"Dacci la gioia di conoscer bene 

le nostre gioie, con le nostre pene"

Stavo ascoltando "No Blues" di Wes Montgomery quando mi capita tra le orecchie questo EP, ‘Cave Canem'. E chi sono e chi non sono sti Cani Dei Portici? Decido di ascoltarli sperando che non facciano cagare. Schiaccio play senza interrompere Wes e sul trascinante groove del jazz si riversa un magma incandescente di selvatico post-hardcore. L'effetto complessivo non è affatto male, quasi il risultato del pensiero laterale di qualche schizofrenico, o di John Zorn.

A questo punto, incoraggiato decido di andare oltre, metto in pausa il buon vecchio Wes che sono sicuro non si offenderà, e all'improvviso le emozioni che erano tutte nella testa mentre ascoltavo il jazz, e si erano fermate come un nodo alla gola poco prima, adesso scendono piano piano verso le viscere e il basso ventre, come una colata di lava incandescente.

E' una musica viscerale, arrabbiata ma allo stesso tempo non troppo impulsiva, spesso ragionata, costruita con la logica di un folle. I fraseggi ripetuti e i cambi di tempo, l'alternarsi di diversi gradi di rumore riesce a creare la giusta tensione che spesso irrompe in cupi momenti catartici.  E' una musica che ti fa vibrare giusto lì dove hai riposto tutti i dolori e le delusioni, quelle che gli altri non possono vedere, che stanno li per essere contemplate senza una soluzione; ognuno le ha, ma nessuno ha il coraggio di mostrarle, come una creatura deforme. E' una musica senza speranza, una ben riuscita espressione della pars destruens che ci portiamo dentro, che viene riscattata dalla sublimazione nella musica stessa.

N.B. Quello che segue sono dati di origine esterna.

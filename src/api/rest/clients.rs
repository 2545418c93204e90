use std::sync::Arc;

use axum::extract::{Path, State};
use axum::routing::{get, put};
use axum::Json;
use axum::Router;
use rust_decimal::Decimal;
use serde::{Deserialize, Serialize};
use uuid::Uuid;

use crate::engine::ledger::{client_summary, client_wallet_balance, ClientSummary};
use crate::engine::tiers::{set_client_tier, update_tier_settings};
use crate::error::AppError;
use crate::models::tier::TierSetting;
use crate::models::user::User;
use crate::state::AppState;

pub fn router() -> Router<Arc<AppState>> {
    Router::new()
        .route("/tiers", put(replace_tiers))
        .route("/clients/:id/tier", put(override_tier))
        .route("/clients/:id/wallet", get(wallet))
        .route("/clients/:id/summary", get(summary))
}

#[derive(Deserialize)]
pub struct TierOverrideRequest {
    /// `null` clears the override.
    pub tier: Option<String>,
}

#[derive(Serialize)]
pub struct WalletResponse {
    pub client_id: Uuid,
    pub balance: Decimal,
}

async fn replace_tiers(
    State(state): State<Arc<AppState>>,
    Json(payload): Json<Vec<TierSetting>>,
) -> Result<Json<Vec<TierSetting>>, AppError> {
    Ok(Json(update_tier_settings(&state, payload).await?))
}

async fn override_tier(
    State(state): State<Arc<AppState>>,
    Path(id): Path<Uuid>,
    Json(payload): Json<TierOverrideRequest>,
) -> Result<Json<User>, AppError> {
    Ok(Json(set_client_tier(&state, id, payload.tier).await?))
}

async fn wallet(
    State(state): State<Arc<AppState>>,
    Path(id): Path<Uuid>,
) -> Result<Json<WalletResponse>, AppError> {
    let balance = client_wallet_balance(&state, id).await?;
    Ok(Json(WalletResponse {
        client_id: id,
        balance,
    }))
}

async fn summary(
    State(state): State<Arc<AppState>>,
    Path(id): Path<Uuid>,
) -> Result<Json<ClientSummary>, AppError> {
    Ok(Json(client_summary(&state, id).await?))
}
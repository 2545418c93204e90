pub mod api;
pub mod clock;
pub mod config;
pub mod engine;
pub mod error;
pub mod evidence;
pub mod models;
pub mod notify;
pub mod observability;
pub mod state;
pub mod store;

I riferimenti musicali vanno dallo stoner dei Kyuss al post-hardcore dei King Snake Roost, da Steve Albini (gli spietati Big Black) ai Jesus Lizard, passando dal post-rock degli Slint e dal math-rock, ma anche dai Massimo Volume e dal Teatro degli Orrori. E anche se a volte questi riferimenti sono abbastanza chiari, comunque le idee e gli spunti interessanti non mancano, né tanto meno la voglia di spaccare i culi.

Tutte le canzoni dell'EP sono degne di nota, ma forse la mia preferita nel mucchio è ‘Orient Express': fa le cose semplici, ha un andamento flessibile, cambia tempi, non sente il bisogno di complicare troppo le cose, alterna rumore e melodia con un bel motivo orientaleggiante che fa da trait d'union lungo tutto il brano. Alla fine risulta essere il pezzo con più personalità.

Insomma sono stato piacevolmente colpito e consiglio a tutti di ascoltarlo, anche perché nel nostro paesello se ne sente poca di musica così, e di tale qualità. Ai Cani dei Portici consiglio invece di non smettere di cercare e di esplorare: che musica fareste se non aveste paura di suonare qualcosa di completamente nuovo?